### Aim of the task
The answer must be an exact reproduction of the lines from the start of the records below through the line containing "pub fn neighbor(&self, pos: Position, dir: Direction)", and nothing more.
*** Supplied information ***
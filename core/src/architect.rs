//! Pluggable maze carving strategies
//!
//! An [`Architect`] never sees a maze's storage. It works through a
//! [`FloorPlan`], which exposes only what carving needs: dimensions, wall
//! queries, opening closed walls, opening boundary walls, and recording the
//! entrance and exit.

use crate::error::Result;
use crate::grid::Maze;
use crate::rng::RandomSource;
use crate::wall::{Direction, Position, Wall};

/// A strategy that carves passages into a freshly created maze.
///
/// Architects hold no per-maze state; the same architect can be run over
/// any number of mazes.
pub trait Architect {
    /// Carve the maze behind `plan`, drawing randomness from `rng`.
    fn create_floor_plan(
        &mut self,
        plan: &mut FloorPlan<'_>,
        rng: &mut dyn RandomSource,
    ) -> Result<()>;
}

/// Carving access to a maze for the duration of one architect run
pub struct FloorPlan<'a> {
    maze: &'a mut Maze,
}

impl<'a> FloorPlan<'a> {
    pub fn new(maze: &'a mut Maze) -> Self {
        Self { maze }
    }

    pub fn width(&self) -> usize {
        self.maze.width()
    }

    pub fn height(&self) -> usize {
        self.maze.height()
    }

    pub fn wall(&self, pos: Position, dir: Direction) -> Result<Wall> {
        self.maze.wall(pos, dir)
    }

    /// Neighbour of `pos` in `dir`, `None` across the boundary
    pub fn neighbor(&self, pos: Position, dir: Direction) -> Option<Position> {
        pos.step(dir, self.maze.width(), self.maze.height())
    }

    /// Open the closed wall on the `dir` side of `pos`.
    ///
    /// Returns `false` and leaves the wall alone unless it is [`Wall::Closed`].
    pub fn carve(&mut self, pos: Position, dir: Direction) -> Result<bool> {
        if self.maze.wall(pos, dir)? != Wall::Closed {
            return Ok(false);
        }
        self.maze.set_wall(pos, dir, Wall::Open)?;
        Ok(true)
    }

    /// Open the boundary wall on the `dir` side of `pos`.
    ///
    /// Returns `false` and changes nothing when that side is not on the
    /// maze's outer edge.
    pub fn open_boundary(&mut self, pos: Position, dir: Direction) -> Result<bool> {
        // Validates pos before the boundary test
        self.maze.wall(pos, dir)?;
        if !self.maze.is_boundary(pos, dir) {
            return Ok(false);
        }
        self.maze.set_wall(pos, dir, Wall::Open)?;
        Ok(true)
    }

    pub fn set_entrance(&mut self, pos: Position) {
        self.maze.set_entrance(Some(pos));
    }

    pub fn set_exit(&mut self, pos: Position) {
        self.maze.set_exit(Some(pos));
    }

    pub fn entrance(&self) -> Option<Position> {
        self.maze.entrance()
    }

    pub fn exit(&self) -> Option<Position> {
        self.maze.exit()
    }
}

impl Maze {
    /// Create a `width` x `height` maze and let `architect` carve it.
    ///
    /// # Errors
    /// [`crate::MazeError::InvalidDimensions`] for dimensions below 2; anything
    /// the architect returns.
    ///
    /// # Example
    /// ```
    /// use maze_core::{Maze, RecursiveBacktracker, SimpleLCG};
    ///
    /// let mut architect = RecursiveBacktracker::new();
    /// let mut rng = SimpleLCG::new(12345);
    /// let maze = Maze::generate(10, 8, &mut architect, &mut rng).unwrap();
    /// assert_eq!(maze.open_interior_walls(), 10 * 8 - 1);
    /// ```
    pub fn generate(
        width: usize,
        height: usize,
        architect: &mut dyn Architect,
        rng: &mut dyn RandomSource,
    ) -> Result<Self> {
        let mut maze = Maze::create(width, height)?;
        maze.run_architect(architect, rng)?;
        Ok(maze)
    }

    /// Run `architect` over this maze
    pub fn run_architect(
        &mut self,
        architect: &mut dyn Architect,
        rng: &mut dyn RandomSource,
    ) -> Result<()> {
        let mut plan = FloorPlan::new(self);
        architect.create_floor_plan(&mut plan, rng)
    }
}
***
### Answer box
filename core/src/architect.rs
//! Pluggable maze carving strategies
//!
//! An [`Architect`] never sees a maze's storage. It works through a
//! [`FloorPlan`], which exposes only what carving needs: dimensions, wall
//! queries, opening closed walls, opening boundary walls, and recording the
//! entrance and exit.

use crate::error::Result;
use crate::grid::Maze;
use crate::rng::RandomSource;
use crate::wall::{Direction, Position, Wall};

/// A strategy that carves passages into a freshly created maze.
///
/// Architects hold no per-maze state; the same architect can be run over
/// any number of mazes.
pub trait Architect {
    /// Carve the maze behind `plan`, drawing randomness from `rng`.
    fn create_floor_plan(
        &mut self,
        plan: &mut FloorPlan<'_>,
        rng: &mut dyn RandomSource,
    ) -> Result<()>;
}

/// Carving access to a maze for the duration of one architect run
pub struct FloorPlan<'a> {
    maze: &'a mut Maze,
}

impl<'a> FloorPlan<'a> {
    pub fn new(maze: &'a mut Maze) -> Self {
        Self { maze }
    }

    pub fn width(&self) -> usize {
        self.maze.width()
    }

    pub fn height(&self) -> usize {
        self.maze.height()
    }

    pub fn wall(&self, pos: Position, dir: Direction) -> Result<Wall> {
        self.maze.wall(pos, dir)
    }

    /// Neighbour of `pos` in `dir`, `None` across the boundary
    pub fn neighbor(&self, pos: Position, dir: Direction) -> Option<Position> {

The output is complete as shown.